Top of Recorded data

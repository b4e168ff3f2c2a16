//! # Image Resolution
//!
//! Turns the gallery document, the optional common document and an image's
//! own document into an [`Image`]:
//!
//! 1. load the image document (unknown keys are rejected here);
//! 2. lay the image's properties over the common ones;
//! 3. check the required properties on the merged result;
//! 4. normalize the builder selector;
//! 5. attach the directory name, path and gallery;
//! 6. share a subscription declared on only one of image/gallery;
//! 7. check any declared resource-group placement.
//!
//! [`apply_decision`] completes the record after the catalog was consulted.

use std::path::{Path, PathBuf};

use log::{debug, info, warn};
use walkdir::WalkDir;

use crate::catalog::CatalogDecision;
use crate::config::{self, COMMON_SCHEMA, GALLERY_SCHEMA, IMAGE_SCHEMA};
use crate::defaults::{COMMON_DOCUMENT, GALLERY_DOCUMENT, IMAGES_DIR, IMAGE_DOCUMENT};
use crate::error::{Error, Result};
use crate::model::{BuilderKind, Gallery, Image, ImageProperties};

/// Where the configuration documents live.
#[derive(Debug, Clone)]
pub struct Workspace {
    pub repo_root: PathBuf,
    pub images_root: PathBuf,
}

impl Workspace {
    /// Conventional layout: `gallery.yaml` in `repo_root`, images under `repo_root/images`.
    pub fn new(repo_root: impl Into<PathBuf>) -> Result<Self> {
        let repo_root = std::path::absolute(repo_root.into())?;
        let images_root = repo_root.join(IMAGES_DIR);
        Ok(Self {
            repo_root,
            images_root,
        })
    }

    pub fn image_dir(&self, name: &str) -> PathBuf {
        self.images_root.join(name)
    }

    /// Names of all image directories, sorted.
    pub fn image_names(&self) -> Result<Vec<String>> {
        if !self.images_root.is_dir() {
            return Err(Error::DirectoryNotFound {
                path: self.images_root.display().to_string(),
            });
        }

        let mut names = Vec::new();
        for entry in WalkDir::new(&self.images_root)
            .min_depth(1)
            .max_depth(1)
            .sort_by_file_name()
        {
            let entry = entry.map_err(|e| Error::Io(e.into()))?;
            if entry.file_type().is_dir() {
                names.push(entry.file_name().to_string_lossy().into_owned());
            }
        }
        Ok(names)
    }
}

/// Load the gallery document from the repository root.
pub fn load_gallery(workspace: &Workspace) -> Result<Gallery> {
    let loaded = config::load_required(&workspace.repo_root, GALLERY_DOCUMENT, &GALLERY_SCHEMA)?;

    let gallery = Gallery::from_document(&loaded.document, &loaded.path)?;
    info!(
        "Found gallery {} (resource group {}) in {}",
        gallery.name,
        gallery.resource_group,
        loaded.path.display()
    );
    Ok(gallery)
}

/// Load the optional common document from the images directory.
pub fn load_common(workspace: &Workspace) -> Result<ImageProperties> {
    match config::load_optional(&workspace.images_root, COMMON_DOCUMENT, &COMMON_SCHEMA)? {
        Some(loaded) => {
            info!("Found common image properties in {}", loaded.path.display());
            ImageProperties::from_document(&loaded.document, &loaded.path)
        }
        None => Ok(ImageProperties::default()),
    }
}

/// Resolves image records against one gallery and one set of common defaults.
///
/// Both are read-only once loaded; each resolved [`Image`] gets its own copy of
/// the gallery.
#[derive(Debug, Clone)]
pub struct Resolver {
    workspace: Workspace,
    gallery: Gallery,
    common: ImageProperties,
}

impl Resolver {
    pub fn new(workspace: Workspace, gallery: Gallery, common: ImageProperties) -> Self {
        Self {
            workspace,
            gallery,
            common,
        }
    }

    /// Load gallery and common documents from the workspace.
    pub fn load(workspace: Workspace) -> Result<Self> {
        let gallery = load_gallery(&workspace)?;
        let common = load_common(&workspace)?;
        Ok(Self::new(workspace, gallery, common))
    }

    pub fn workspace(&self) -> &Workspace {
        &self.workspace
    }

    pub fn gallery(&self) -> &Gallery {
        &self.gallery
    }

    /// Resolve one image from its directory.
    pub fn resolve(&self, name: &str) -> Result<Image> {
        let dir = self.workspace.image_dir(name);
        info!("[{}] Resolving image from {}", name, dir.display());

        let loaded = config::load_required(&dir, IMAGE_DOCUMENT, &IMAGE_SCHEMA)?;

        let declared = ImageProperties::from_document(&loaded.document, &loaded.path)?;
        let merged = declared.overlay(&self.common);
        let image = build_image(&dir, &loaded.path, merged, self.gallery.clone())?;

        // Only a declared placement can be checked before the catalog is asked;
        // otherwise a transient group is assigned later.
        if image.build_resource_group.is_some() || image.temp_resource_group.is_some() {
            validate_placement(&image)?;
        }

        debug!("[{}] Resolved {:?}", name, image);
        Ok(image)
    }
}

fn build_image(
    dir: &Path,
    document_path: &Path,
    props: ImageProperties,
    mut gallery: Gallery,
) -> Result<Image> {
    let missing = |key: &str| Error::MissingRequiredProperty {
        path: document_path.display().to_string(),
        key: key.to_string(),
    };

    let name = dir
        .file_name()
        .map(|n| n.to_string_lossy().into_owned())
        .ok_or_else(|| Error::DirectoryNotFound {
            path: dir.display().to_string(),
        })?;

    let builder = match props.builder.as_deref() {
        None => BuilderKind::default(),
        Some(alias) => BuilderKind::from_alias(alias).ok_or_else(|| Error::InvalidBuilderKind {
            image: name.clone(),
            value: alias.to_string(),
        })?,
    };

    let publisher = props.publisher.ok_or_else(|| missing("publisher"))?;
    let offer = props.offer.ok_or_else(|| missing("offer"))?;
    let sku = props.sku.ok_or_else(|| missing("sku"))?;
    let version = props.version.ok_or_else(|| missing("version"))?;
    let os = props.os.ok_or_else(|| missing("os"))?;
    let replica_locations = props
        .replica_locations
        .filter(|locations| !locations.is_empty())
        .ok_or_else(|| missing("replicaLocations"))?;

    // The image's subscription wins over the gallery's; when only one of them
    // declares one it is shared. Differing values are left alone.
    let mut subscription = props.subscription;
    if subscription.is_none() && gallery.subscription.is_some() {
        subscription = gallery.subscription.clone();
    } else if gallery.subscription.is_none() && subscription.is_some() {
        gallery.subscription = subscription.clone();
    } else if let (Some(image_sub), Some(gallery_sub)) = (&subscription, &gallery.subscription) {
        if image_sub != gallery_sub {
            warn!(
                "[{}] Image subscription {} differs from gallery subscription {}",
                name, image_sub, gallery_sub
            );
        }
    }

    Ok(Image {
        name,
        path: dir.to_path_buf(),
        publisher,
        offer,
        sku,
        version,
        os,
        description: props.description,
        replica_locations,
        builder,
        gallery,
        subscription,
        build: false,
        build_resource_group: props.build_resource_group,
        temp_resource_group: props.temp_resource_group,
        location: props.location,
        key_vault: props.key_vault,
        virtual_network: props.virtual_network,
        virtual_network_subnet: props.virtual_network_subnet,
        virtual_network_resource_group: props.virtual_network_resource_group,
    })
}

/// Check that exactly one of buildResourceGroup / tempResourceGroup is set,
/// that a tempResourceGroup comes with a location and that a
/// buildResourceGroup comes without one.
pub fn validate_placement(image: &Image) -> Result<()> {
    let conflict = |message: &str| Error::ResourceGroupConfigurationConflict {
        image: image.name.clone(),
        message: message.to_string(),
    };

    match (&image.build_resource_group, &image.temp_resource_group) {
        (Some(_), Some(_)) => Err(conflict(
            "values for both buildResourceGroup and tempResourceGroup, must only define one",
        )),
        (None, Some(_)) if image.location.is_none() => {
            Err(conflict("tempResourceGroup is set but no location"))
        }
        (Some(_), None) if image.location.is_some() => Err(conflict(
            "buildResourceGroup and location are both set, must not define both",
        )),
        (None, None) => Err(conflict(
            "no value for buildResourceGroup and no value for tempResourceGroup, must define one",
        )),
        _ => Ok(()),
    }
}

/// Complete an image with the catalog's decision.
///
/// An image without a buildResourceGroup gets a location (declared, or the
/// definition's region) and a transient resource group named
/// `{gallery}-{image}-{suffix}` unless one was declared. This happens whether
/// or not the image needs building, so every completed record names exactly
/// one resource group.
pub fn apply_decision(image: &mut Image, decision: &CatalogDecision, suffix: &str) -> Result<()> {
    image.build = decision.build;

    if image.build_resource_group.is_none() {
        if image.location.is_none() {
            image.location = decision
                .definition
                .as_ref()
                .and_then(|definition| definition.location.clone());
        }
        if image.temp_resource_group.is_none() {
            image.temp_resource_group =
                Some(format!("{}-{}-{}", image.gallery.name, image.name, suffix));
        }
    }

    validate_placement(image)
}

Bottom of Recorded data

### The problem
Give only the lines from the one holding "from the workspace." through the one holding "let dir = self.workspace.image_dir(name);", each restated exactly as it appears above.

### Exercise result
    /// Load gallery and common documents from the workspace.
    pub fn load(workspace: Workspace) -> Result<Self> {
        let gallery = load_gallery(&workspace)?;
        let common = load_common(&workspace)?;
        Ok(Self::new(workspace, gallery, common))
    }

    pub fn workspace(&self) -> &Workspace {
        &self.workspace
    }

    pub fn gallery(&self) -> &Gallery {
        &self.gallery
    }

    /// Resolve one image from its directory.
    pub fn resolve(&self, name: &str) -> Result<Image> {
        let dir = self.workspace.image_dir(name);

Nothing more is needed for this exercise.